▼

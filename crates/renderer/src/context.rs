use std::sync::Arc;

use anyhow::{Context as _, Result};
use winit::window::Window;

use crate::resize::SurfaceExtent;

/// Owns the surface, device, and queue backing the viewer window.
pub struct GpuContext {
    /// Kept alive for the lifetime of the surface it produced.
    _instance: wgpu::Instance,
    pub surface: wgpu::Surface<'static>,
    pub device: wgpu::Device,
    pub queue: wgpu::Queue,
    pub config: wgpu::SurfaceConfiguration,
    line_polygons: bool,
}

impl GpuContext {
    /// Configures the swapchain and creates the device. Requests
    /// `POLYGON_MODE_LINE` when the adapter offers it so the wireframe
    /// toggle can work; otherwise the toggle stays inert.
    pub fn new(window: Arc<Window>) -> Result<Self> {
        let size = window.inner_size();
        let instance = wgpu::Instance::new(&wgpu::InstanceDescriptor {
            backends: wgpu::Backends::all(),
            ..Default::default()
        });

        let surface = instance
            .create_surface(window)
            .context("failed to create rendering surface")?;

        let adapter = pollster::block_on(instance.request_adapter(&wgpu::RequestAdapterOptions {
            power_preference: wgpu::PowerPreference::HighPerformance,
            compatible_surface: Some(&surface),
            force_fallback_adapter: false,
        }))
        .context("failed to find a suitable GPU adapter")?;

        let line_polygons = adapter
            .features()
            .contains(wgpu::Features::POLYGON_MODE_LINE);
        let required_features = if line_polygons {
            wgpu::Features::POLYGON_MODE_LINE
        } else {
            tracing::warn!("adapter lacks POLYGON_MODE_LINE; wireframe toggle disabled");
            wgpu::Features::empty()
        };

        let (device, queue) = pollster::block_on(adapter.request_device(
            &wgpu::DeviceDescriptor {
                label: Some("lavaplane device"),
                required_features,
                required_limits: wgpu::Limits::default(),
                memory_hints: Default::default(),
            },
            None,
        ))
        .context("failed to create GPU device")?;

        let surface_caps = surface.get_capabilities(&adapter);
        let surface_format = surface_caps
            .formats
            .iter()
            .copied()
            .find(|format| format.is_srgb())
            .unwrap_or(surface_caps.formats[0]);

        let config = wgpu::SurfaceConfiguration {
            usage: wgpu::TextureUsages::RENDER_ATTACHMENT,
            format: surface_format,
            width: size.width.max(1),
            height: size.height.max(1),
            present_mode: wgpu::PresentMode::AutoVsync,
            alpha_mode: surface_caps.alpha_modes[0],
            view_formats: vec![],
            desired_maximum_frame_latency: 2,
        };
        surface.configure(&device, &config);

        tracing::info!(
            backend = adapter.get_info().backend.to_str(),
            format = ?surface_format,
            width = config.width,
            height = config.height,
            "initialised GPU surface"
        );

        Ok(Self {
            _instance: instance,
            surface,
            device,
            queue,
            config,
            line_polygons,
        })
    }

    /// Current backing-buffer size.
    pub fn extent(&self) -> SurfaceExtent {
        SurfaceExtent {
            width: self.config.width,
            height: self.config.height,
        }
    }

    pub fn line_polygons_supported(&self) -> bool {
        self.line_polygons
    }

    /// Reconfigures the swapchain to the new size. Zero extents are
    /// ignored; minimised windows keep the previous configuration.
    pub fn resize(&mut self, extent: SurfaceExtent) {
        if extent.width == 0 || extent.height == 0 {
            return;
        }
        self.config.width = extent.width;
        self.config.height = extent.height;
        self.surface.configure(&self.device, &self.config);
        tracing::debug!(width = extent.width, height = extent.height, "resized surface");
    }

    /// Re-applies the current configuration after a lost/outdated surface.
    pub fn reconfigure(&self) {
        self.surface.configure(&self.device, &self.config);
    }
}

▲
▼

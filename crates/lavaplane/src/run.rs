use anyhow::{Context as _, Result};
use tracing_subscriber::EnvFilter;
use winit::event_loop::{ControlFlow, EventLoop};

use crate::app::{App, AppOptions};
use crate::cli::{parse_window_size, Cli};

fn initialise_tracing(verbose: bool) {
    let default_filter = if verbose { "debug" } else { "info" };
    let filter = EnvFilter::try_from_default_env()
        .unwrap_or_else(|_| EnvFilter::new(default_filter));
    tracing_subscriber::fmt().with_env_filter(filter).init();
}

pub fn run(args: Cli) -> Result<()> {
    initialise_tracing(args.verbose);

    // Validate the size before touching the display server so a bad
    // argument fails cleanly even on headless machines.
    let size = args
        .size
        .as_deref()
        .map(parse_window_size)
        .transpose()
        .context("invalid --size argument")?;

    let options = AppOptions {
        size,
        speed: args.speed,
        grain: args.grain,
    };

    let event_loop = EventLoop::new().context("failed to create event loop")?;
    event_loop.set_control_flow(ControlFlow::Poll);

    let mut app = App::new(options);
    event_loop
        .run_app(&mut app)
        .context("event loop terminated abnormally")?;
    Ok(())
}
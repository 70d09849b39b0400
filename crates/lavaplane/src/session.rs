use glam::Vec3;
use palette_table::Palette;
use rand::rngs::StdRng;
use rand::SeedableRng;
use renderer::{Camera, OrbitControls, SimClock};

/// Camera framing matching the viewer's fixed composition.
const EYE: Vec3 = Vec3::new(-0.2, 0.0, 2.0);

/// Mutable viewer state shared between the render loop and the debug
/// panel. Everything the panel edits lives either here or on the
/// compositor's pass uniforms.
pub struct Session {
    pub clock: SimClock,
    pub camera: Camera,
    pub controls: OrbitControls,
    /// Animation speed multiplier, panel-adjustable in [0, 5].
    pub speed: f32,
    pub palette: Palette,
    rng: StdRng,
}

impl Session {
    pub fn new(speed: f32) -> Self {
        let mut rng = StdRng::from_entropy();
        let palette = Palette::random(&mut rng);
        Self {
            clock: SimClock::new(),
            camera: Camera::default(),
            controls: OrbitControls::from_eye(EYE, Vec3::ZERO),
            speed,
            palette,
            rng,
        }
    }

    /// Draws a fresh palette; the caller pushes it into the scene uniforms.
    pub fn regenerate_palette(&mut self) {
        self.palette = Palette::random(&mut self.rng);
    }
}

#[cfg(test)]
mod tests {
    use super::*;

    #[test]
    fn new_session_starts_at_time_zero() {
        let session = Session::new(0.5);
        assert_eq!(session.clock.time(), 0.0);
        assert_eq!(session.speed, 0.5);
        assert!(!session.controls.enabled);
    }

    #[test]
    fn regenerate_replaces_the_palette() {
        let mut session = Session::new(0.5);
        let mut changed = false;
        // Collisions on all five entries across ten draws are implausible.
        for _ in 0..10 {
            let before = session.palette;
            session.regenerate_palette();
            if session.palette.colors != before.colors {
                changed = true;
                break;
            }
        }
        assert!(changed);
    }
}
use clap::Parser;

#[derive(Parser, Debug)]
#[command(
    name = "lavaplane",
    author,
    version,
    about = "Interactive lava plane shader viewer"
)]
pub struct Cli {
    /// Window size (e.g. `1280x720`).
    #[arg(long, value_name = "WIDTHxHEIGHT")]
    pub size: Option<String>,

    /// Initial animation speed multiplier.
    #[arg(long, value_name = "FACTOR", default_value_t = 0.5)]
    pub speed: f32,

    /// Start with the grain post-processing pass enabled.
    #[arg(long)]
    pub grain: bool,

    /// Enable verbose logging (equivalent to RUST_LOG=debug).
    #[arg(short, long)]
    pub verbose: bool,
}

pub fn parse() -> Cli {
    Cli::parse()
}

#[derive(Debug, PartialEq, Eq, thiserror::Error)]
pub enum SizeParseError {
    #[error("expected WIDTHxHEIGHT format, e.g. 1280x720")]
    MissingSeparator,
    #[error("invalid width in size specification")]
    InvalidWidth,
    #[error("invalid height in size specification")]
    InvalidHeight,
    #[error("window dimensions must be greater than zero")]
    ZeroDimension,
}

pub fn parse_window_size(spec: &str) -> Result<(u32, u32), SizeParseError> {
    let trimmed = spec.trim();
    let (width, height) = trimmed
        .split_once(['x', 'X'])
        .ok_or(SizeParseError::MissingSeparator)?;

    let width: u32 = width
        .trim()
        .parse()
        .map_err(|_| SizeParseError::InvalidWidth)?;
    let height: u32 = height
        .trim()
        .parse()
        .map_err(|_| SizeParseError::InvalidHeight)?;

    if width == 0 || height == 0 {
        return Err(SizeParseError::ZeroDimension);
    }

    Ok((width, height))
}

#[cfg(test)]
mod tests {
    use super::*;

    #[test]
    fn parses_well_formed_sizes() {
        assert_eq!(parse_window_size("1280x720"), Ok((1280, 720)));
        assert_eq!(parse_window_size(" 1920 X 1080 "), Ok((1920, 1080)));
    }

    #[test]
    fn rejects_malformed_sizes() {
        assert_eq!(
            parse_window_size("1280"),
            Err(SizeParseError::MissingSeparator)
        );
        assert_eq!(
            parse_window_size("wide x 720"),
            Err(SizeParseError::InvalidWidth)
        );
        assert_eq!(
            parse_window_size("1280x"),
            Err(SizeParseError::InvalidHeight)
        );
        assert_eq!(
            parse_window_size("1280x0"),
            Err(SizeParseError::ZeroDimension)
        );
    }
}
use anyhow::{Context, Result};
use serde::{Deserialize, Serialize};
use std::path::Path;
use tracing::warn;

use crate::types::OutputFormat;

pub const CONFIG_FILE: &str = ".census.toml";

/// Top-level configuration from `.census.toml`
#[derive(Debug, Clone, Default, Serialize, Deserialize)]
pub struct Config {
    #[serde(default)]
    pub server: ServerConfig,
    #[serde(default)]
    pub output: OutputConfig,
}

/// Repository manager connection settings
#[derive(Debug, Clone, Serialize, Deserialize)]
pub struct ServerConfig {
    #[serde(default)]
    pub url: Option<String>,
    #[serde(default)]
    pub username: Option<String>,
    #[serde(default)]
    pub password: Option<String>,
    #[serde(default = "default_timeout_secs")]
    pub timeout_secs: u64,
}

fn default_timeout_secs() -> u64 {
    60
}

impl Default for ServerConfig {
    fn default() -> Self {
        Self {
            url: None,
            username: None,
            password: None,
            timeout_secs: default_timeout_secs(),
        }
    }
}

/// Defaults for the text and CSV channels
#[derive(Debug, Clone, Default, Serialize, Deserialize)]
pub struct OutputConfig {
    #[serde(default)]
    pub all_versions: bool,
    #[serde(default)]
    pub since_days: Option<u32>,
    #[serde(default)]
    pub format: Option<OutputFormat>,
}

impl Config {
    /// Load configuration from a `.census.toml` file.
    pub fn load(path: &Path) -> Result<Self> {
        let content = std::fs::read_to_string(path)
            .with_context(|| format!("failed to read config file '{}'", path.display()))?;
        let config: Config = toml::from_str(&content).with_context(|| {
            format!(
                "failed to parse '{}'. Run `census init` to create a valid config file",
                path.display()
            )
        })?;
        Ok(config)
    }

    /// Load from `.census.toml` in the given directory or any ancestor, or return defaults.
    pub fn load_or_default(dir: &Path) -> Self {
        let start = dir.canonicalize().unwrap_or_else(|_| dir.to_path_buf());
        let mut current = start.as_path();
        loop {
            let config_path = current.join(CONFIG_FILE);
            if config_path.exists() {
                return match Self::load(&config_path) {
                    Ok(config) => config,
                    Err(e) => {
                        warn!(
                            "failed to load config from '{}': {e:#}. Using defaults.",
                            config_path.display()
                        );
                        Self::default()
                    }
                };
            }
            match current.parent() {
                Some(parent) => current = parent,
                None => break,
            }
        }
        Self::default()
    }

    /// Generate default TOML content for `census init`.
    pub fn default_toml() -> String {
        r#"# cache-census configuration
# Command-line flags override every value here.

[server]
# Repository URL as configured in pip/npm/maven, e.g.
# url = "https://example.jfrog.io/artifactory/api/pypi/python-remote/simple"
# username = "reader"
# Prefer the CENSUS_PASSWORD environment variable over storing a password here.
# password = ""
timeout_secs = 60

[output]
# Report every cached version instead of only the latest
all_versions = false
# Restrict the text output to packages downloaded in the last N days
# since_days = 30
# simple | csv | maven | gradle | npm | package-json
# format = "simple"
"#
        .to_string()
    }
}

▲

_The task_:
All that is needed is how many lines of the listing hold the word "args", stated as one number.

_Response below_:
5